“We will look very precisely at who was behind this escalation during these recent demonstrations,” Reuters cited Interior Minister Karl Nehammer as saying on Monday. “It is completely unacceptable for Turkish conflicts to be carried out on Austrian territory.”
Meanwhile, the Turkish Foreign Ministry said Kurdish protesters involved in the clashes had ties to terrorist groups, and accused Austrian authorities of turning a blind eye to terrorist propaganda.
“The rallies which were organized by the PKK-terrorist organization and its supporters in Vienna in recent days have been a new manifestation of insincerity in the fight against terrorism,” the ministry statement said.
Turkey said it would also summon Austria's ambassador.

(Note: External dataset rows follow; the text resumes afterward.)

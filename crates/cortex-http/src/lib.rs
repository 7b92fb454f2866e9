//! The HTTP Surface (C8): an axum router composing every other control-plane
//! crate behind OpenAI-compatible inference endpoints plus the engine,
//! thread, and event management API.
//!
//! Grounded on `dashflow-registry/src/api/{server,middleware,state}.rs` for
//! the router/middleware/state shape, and `dashflow-langserve/src/handler.rs`
//! for the SSE streaming pattern.

pub mod error;
pub mod middleware;
pub mod routes;
pub mod server;
pub mod state;

#[cfg(test)]
mod test_support;

pub use server::{ApiConfig, ApiServer};
pub use state::{AppState, ServerConfig};
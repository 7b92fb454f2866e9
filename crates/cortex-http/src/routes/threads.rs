//! `/v1/threads`: thread create/list/get/patch/delete. Message-level
//! operations stay crate-internal to `cortex-threads` — this surface does
//! not expose them over HTTP.

use axum::extract::{Path, Query, State};
use axum::routing::get;
use axum::{Json, Router};
use serde::Deserialize;

use crate::error::ApiResult;
use crate::state::AppState;
use cortex_threads::{Metadata, SortOrder, Thread};

pub fn routes() -> Router<AppState> {
    Router::new()
        .route("/v1/threads", get(list_threads).post(create_thread))
        .route("/v1/threads/:id", get(get_thread).patch(patch_thread).delete(delete_thread))
}

#[derive(Debug, Deserialize)]
struct ListThreadsQuery {
    #[serde(default = "default_limit")]
    limit: u8,
    #[serde(default)]
    order: Option<String>,
    #[serde(default)]
    after: Option<String>,
    #[serde(default)]
    before: Option<String>,
}

fn default_limit() -> u8 {
    20
}

async fn list_threads(State(state): State<AppState>, Query(query): Query<ListThreadsQuery>) -> ApiResult<Json<Vec<Thread>>> {
    let order = match query.order.as_deref() {
        Some("desc") => SortOrder::Desc,
        _ => SortOrder::Asc,
    };
    let threads = state.threads.list(query.limit, order, query.after.as_deref(), query.before.as_deref()).await?;
    Ok(Json(threads))
}

#[derive(Debug, Deserialize)]
struct CreateThreadRequest {
    #[serde(default)]
    metadata: Metadata,
}

async fn create_thread(State(state): State<AppState>, Json(request): Json<CreateThreadRequest>) -> ApiResult<Json<Thread>> {
    let thread = state.threads.create(request.metadata).await?;
    Ok(Json(thread))
}

async fn get_thread(State(state): State<AppState>, Path(id): Path<String>) -> ApiResult<Json<Thread>> {
    let thread = state.threads.retrieve(&id).await?;
    Ok(Json(thread))
}

#[derive(Debug, Deserialize)]
struct PatchThreadRequest {
    metadata: Metadata,
}

async fn patch_thread(State(state): State<AppState>, Path(id): Path<String>, Json(request): Json<PatchThreadRequest>) -> ApiResult<Json<Thread>> {
    let thread = state.threads.modify(&id, request.metadata).await?;
    Ok(Json(thread))
}

async fn delete_thread(State(state): State<AppState>, Path(id): Path<String>) -> ApiResult<Json<serde_json::Value>> {
    state.threads.delete(&id).await?;
    Ok(Json(serde_json::json!({ "id": id, "deleted": true })))
}
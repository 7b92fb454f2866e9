//! Exit-code-carrying error type. Every command function returns
//! `CliResult<()>`; `main` maps the outcome to one of the three exit codes
//! the external interface promises: `0` success, `1` user error, `2`
//! runtime error.

use std::fmt;
use std::process::ExitCode;

#[derive(Debug, Clone, Copy, PartialEq, Eq)]
pub enum ExitKind {
    User,
    Runtime,
}

#[derive(Debug)]
pub struct CliError {
    pub kind: ExitKind,
    pub message: String,
}

impl CliError {
    pub fn user(message: impl Into<String>) -> Self {
        Self { kind: ExitKind::User, message: message.into() }
    }

    pub fn runtime(message: impl Into<String>) -> Self {
        Self { kind: ExitKind::Runtime, message: message.into() }
    }

    pub fn exit_code(&self) -> ExitCode {
        match self.kind {
            ExitKind::User => ExitCode::from(1),
            ExitKind::Runtime => ExitCode::from(2),
        }
    }
}

impl fmt::Display for CliError {
    fn fmt(&self, f: &mut fmt::Formatter<'_>) -> fmt::Result {
        f.write_str(&self.message)
    }
}

impl std::error::Error for CliError {}

pub type CliResult<T> = Result<T, CliError>;

/// Server-side failures surface a `{"message", "kind"}` envelope; anything
/// reported that way is a runtime error from the CLI's point of view (the
/// HTTP status already separated user vs. server faults upstream).
impl From<cortex_core::ErrorEnvelope> for CliError {
    fn from(envelope: cortex_core::ErrorEnvelope) -> Self {
        CliError::runtime(format!("{}: {}", envelope.kind, envelope.message))
    }
}

impl From<reqwest::Error> for CliError {
    fn from(err: reqwest::Error) -> Self {
        CliError::runtime(format!("request to cortex-server failed: {err}"))
    }
}
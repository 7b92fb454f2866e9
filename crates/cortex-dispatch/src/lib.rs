//! The Inference Dispatcher (C6): turns OpenAI-compatible requests into
//! calls against a loaded [`cortex_loader::EnginePlugin`], gating single-slot
//! engines and bridging the plugin's poll loop into an async stream for SSE.

pub mod dispatcher;
pub mod gating;
pub mod prompt;
pub mod response;
pub mod types;

pub use dispatcher::{Dispatcher, FamilyPromptConfig};
pub use gating::{CacheHintCounter, ConcurrencyGate, DEFAULT_CLEAN_CACHE_THRESHOLD};
pub use response::{
    ChatCompletionChoice, ChatCompletionChunk, ChatCompletionChunkChoice, ChatCompletionDelta, ChatCompletionMessage,
    ChatCompletionResponse, EmbeddingRecord, EmbeddingsResponse, UsageResponse,
};
pub use types::{
    ChatCompletionRequest, ChatMessage, ChatRole, ContentPart, EmbeddingsInput, EmbeddingsRequest, GenerationRequest,
    ImagePart, ImageUrlRef, MessageContent, SamplingParams, StopSequences,
};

“The Ambassador of Austria to Ankara will be summoned to the Ministry in order to share our concerns,” the ministry said, saying the outlawed Kurdistan Worker’s Party (PKK) members and sympathizers had been “allowed to organize rallies four days in a row,” while Austrian security forces “used violence against the Turkish youth.”
The clashes occurred as Turkish nationalists attacked Kurdish rallies last week, Associated Press reported. Stones and firecrackers were thrown in the subsequent skirmish.
Some people in the group were using a hand gesture used by the Grey Wolves, an ultranationalist militant group affiliated with Turkey’s far-right Nationalist Movement Party (MHP), according to Austrian police, Ahval news agency reported.
Austria had added the hand signal to its list of banned symbols in 2018.
“It would be unacceptable if it turns out that Turkish groups on Ankara’s orders, so to speak, are causing destabilization in Austria,” Nehammer said.
Journalist Jake Hanrahan said the Grey Wolves members had knives on them, and that there was video evidence of them setting a building on fire.